Jennar jette le masque. Bettelheim est mort.
par Alain Lipietz

dimanche 23 juillet 2006

Dans le Briançonnais, dont l’air remplit miraculeusement le poumon de Francine, je suis vaguement l’actualité écrasée par la destruction méthodique de deux pays, Gaza et le Liban, par Tsahal, dans une indifférence planétaire abyssale.

Alors deux petites nouvelles dont le rapprochement m’a fait sursauter : un article de Marc-Raoul Jennar et la mort de Charles Bettelheim.

Je m’y attendais depuis un an. C’est fait. Raoul-Marc Jennar, un des grands théoriciens du Non, vient d’expliquer dans L’Humanité du 13 juillet qu’il ne fallait plus chercher, même par une assemblée constituante, ou en donnant un pouvoir constituant au Parlement européen élu en 2009, à bâtir une nouvelle constitution. Motif : les peuples européens sont trop à droite. Faut changer de peuples.

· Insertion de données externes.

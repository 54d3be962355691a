//! Environment variable configuration
//!
//! Provides `PARASUITE_*` overrides for configuration.

use std::env;
use std::path::PathBuf;

use super::RunnerConfig;

/// Environment variable prefix
const ENV_PREFIX: &str = "PARASUITE";

/// Environment configuration from environment variables
#[derive(Clone, Debug, Default)]
pub struct EnvConfig {
    /// Worker count from PARASUITE_PROCESSES
    pub processes: Option<usize>,
    /// Test binary from PARASUITE_BINARY
    pub binary: Option<PathBuf>,
    /// Test binary configuration from PARASUITE_CONFIG
    pub configuration: Option<PathBuf>,
    /// Stop on failure from PARASUITE_STOP_ON_FAILURE
    pub stop_on_failure: Option<bool>,
    /// Scratch directory from PARASUITE_TMP_DIR
    pub tmp_dir: Option<PathBuf>,
    /// Merged JUnit report from PARASUITE_LOG_JUNIT
    pub log_junit: Option<PathBuf>,
    /// Coverage contributor cap from PARASUITE_COVERAGE_TEST_LIMIT
    pub coverage_test_limit: Option<usize>,
    /// Log level from PARASUITE_LOG_LEVEL
    pub log_level: Option<String>,
    /// Colored output from PARASUITE_COLORS
    pub colors: Option<bool>,
}

impl EnvConfig {
    /// Load configuration from environment variables
    pub fn load() -> Self {
        Self {
            processes: get_env_parse("PROCESSES"),
            binary: get_env("BINARY").map(PathBuf::from),
            configuration: get_env("CONFIG").map(PathBuf::from),
            stop_on_failure: get_env_bool("STOP_ON_FAILURE"),
            tmp_dir: get_env("TMP_DIR").map(PathBuf::from),
            log_junit: get_env("LOG_JUNIT").map(PathBuf::from),
            coverage_test_limit: get_env_parse("COVERAGE_TEST_LIMIT"),
            log_level: get_env("LOG_LEVEL"),
            colors: get_env_bool("COLORS"),
        }
    }

    /// Check if any environment variables are set
    pub fn has_any(&self) -> bool {
        self.processes.is_some()
            || self.binary.is_some()
            || self.configuration.is_some()
            || self.stop_on_failure.is_some()
            || self.tmp_dir.is_some()
            || self.log_junit.is_some()
            || self.coverage_test_limit.is_some()
            || self.log_level.is_some()
            || self.colors.is_some()
    }

    /// Override the settings that are set
    pub fn apply_to(&self, config: &mut RunnerConfig) {
        if let Some(processes) = self.processes {
            config.processes = processes;
        }
        if let Some(binary) = &self.binary {
            config.binary = binary.clone();
        }
        if let Some(configuration) = &self.configuration {
            config.configuration = Some(configuration.clone());
        }
        if let Some(stop) = self.stop_on_failure {
            config.stop_on_failure = stop;
        }
        if let Some(tmp_dir) = &self.tmp_dir {
            config.tmp_dir = Some(tmp_dir.clone());
        }
        if let Some(log_junit) = &self.log_junit {
            config.log_junit = Some(log_junit.clone());
        }
        if let Some(limit) = self.coverage_test_limit {
            config.coverage.test_limit = limit;
        }
        if let Some(level) = &self.log_level {
            config.log_level = level.clone();
        }
        if let Some(colors) = self.colors {
            config.colors = colors;
        }
    }
}

/// Get environment variable with prefix
fn get_env(name: &str) -> Option<String> {
    env::var(format!("{ENV_PREFIX}_{name}")).ok()
}

/// Get environment variable and parse to type
fn get_env_parse<T: std::str::FromStr>(name: &str) -> Option<T> {
    get_env(name).and_then(|v| v.parse().ok())
}

/// Get environment variable as boolean
fn get_env_bool(name: &str) -> Option<bool> {
    get_env(name).map(|v| {
        matches!(
            v.to_lowercase().as_str(),
            "1" | "true" | "yes" | "on" | "enabled"
        )
    })
}

/// Print all PARASUITE environment variables
pub fn print_env_help() {
    println!("Environment Variables:");
    println!();
    println!("  {ENV_PREFIX}_PROCESSES            Number of worker processes");
    println!("  {ENV_PREFIX}_BINARY               Test binary");
    println!("  {ENV_PREFIX}_CONFIG               Configuration file of the test binary");
    println!("  {ENV_PREFIX}_STOP_ON_FAILURE      Stop dispatching after a failure (true/false)");
    println!("  {ENV_PREFIX}_TMP_DIR              Directory for scratch files");
    println!("  {ENV_PREFIX}_LOG_JUNIT            Merged JUnit report path");
    println!("  {ENV_PREFIX}_COVERAGE_TEST_LIMIT  Tests kept per covered line (0 = all)");
    println!("  {ENV_PREFIX}_LOG_LEVEL            Log level (trace, debug, info, warn, error)");
    println!("  {ENV_PREFIX}_COLORS               Colored output (true/false)");
    println!();
    println!("Example:");
    println!("  export {ENV_PREFIX}_PROCESSES=8");
    println!("  parasuite run tests/");
}

#[cfg(test)]
mod tests {
    use super::*;

    /// Restores environment variables on drop
    struct EnvGuard {
        previous: Vec<(String, Option<String>)>,
    }

    impl EnvGuard {
        fn set(vars: &[(&str, &str)]) -> Self {
            let previous = vars
                .iter()
                .map(|(k, _)| (k.to_string(), env::var(k).ok()))
                .collect();
            for (key, value) in vars {
                env::set_var(key, value);
            }
            Self { previous }
        }
    }

    impl Drop for EnvGuard {
        fn drop(&mut self) {
            for (key, value) in &self.previous {
                match value {
                    Some(v) => env::set_var(key, v),
                    None => env::remove_var(key),
                }
            }
        }
    }

    #[test]
    fn test_env_config_default() {
        let config = EnvConfig::default();
        assert!(!config.has_any());

        let mut runner = RunnerConfig::default();
        config.apply_to(&mut runner);
        assert_eq!(runner, RunnerConfig::default());
    }

    #[test]
    fn test_env_overrides() {
        let _guard = EnvGuard::set(&[
            ("PARASUITE_PROCESSES", "7"),
            ("PARASUITE_BINARY", "bin/phpunit"),
            ("PARASUITE_STOP_ON_FAILURE", "yes"),
            ("PARASUITE_COVERAGE_TEST_LIMIT", "3"),
            ("PARASUITE_COLORS", "off"),
        ]);

        let env_config = EnvConfig::load();
        assert!(env_config.has_any());
        assert_eq!(env_config.processes, Some(7));

        let mut runner = RunnerConfig::default();
        env_config.apply_to(&mut runner);
        assert_eq!(runner.processes, 7);
        assert_eq!(runner.binary, PathBuf::from("bin/phpunit"));
        assert!(runner.stop_on_failure);
        assert_eq!(runner.coverage.test_limit, 3);
        assert!(!runner.colors);
    }
}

C’était pourtant le grand argument de ceux des « Non » qui, tout en souhaitant (intérieurement !) beaucoup moins d’Europe, se présentaient comme ultra-fédéralistes, reprochant au TCE de ne pas stipuler que tout se voterait dorénavant à la majorité des 460 millions de citoyens de l’Union européenne ! Il fallait bien satisfaire une base, qui, elle, ne voulait plus, ne veut plus de l’Europe actuelle (celle de Maastricht-Nice), mais espérait qu’une autre Europe serait rendue possible par le Non. Le « Non de gauche », en tout cas celui des leaders, se démasque progressivement : c’était un vulgaire non anti-européen, nationaliste et productiviste, dont l’idéologie est bien représentée, et depuis fort longtemps, par les partis communistes (PCF et LCR), et encore plus clairement les Chevènementistes. Maastricht-Nice convient parfaitement à leur posture protestataire.

Sur ce point, leur Non ne se distingue absolument pas de celui de leurs indispensables alliés,
Front national et Villieristes, sous l’hégémonie desquels il se place d’ailleurs occasionnellement.

La contorsion de Jennar est assez misérable (mais nous connaissions le personnage, par son invraisemblable calomnie contre les Verts, censés être à l’origine de la directive Bolkestein !). Selon son article, il avait cru en 2004 que le Non permettrait d’adopter ensuite un vrai bon traité. Mais, depuis 2006, il travaille avec le Parlement européen ( en fait avec les communistes) et il a découvert, tenez-vous bien, à quel point toute l’Europe était à droite, cette droite comprenant évidemment le Parti socialiste européen. Donc, toute constitution adoptée de nos jours serait plus à droite que le TCE. Il ne faut donc pas essayer d’y revenir, restons-en… à Maastricht et Nice, jusqu’à ce que l’Europe soit majoritairement communiste !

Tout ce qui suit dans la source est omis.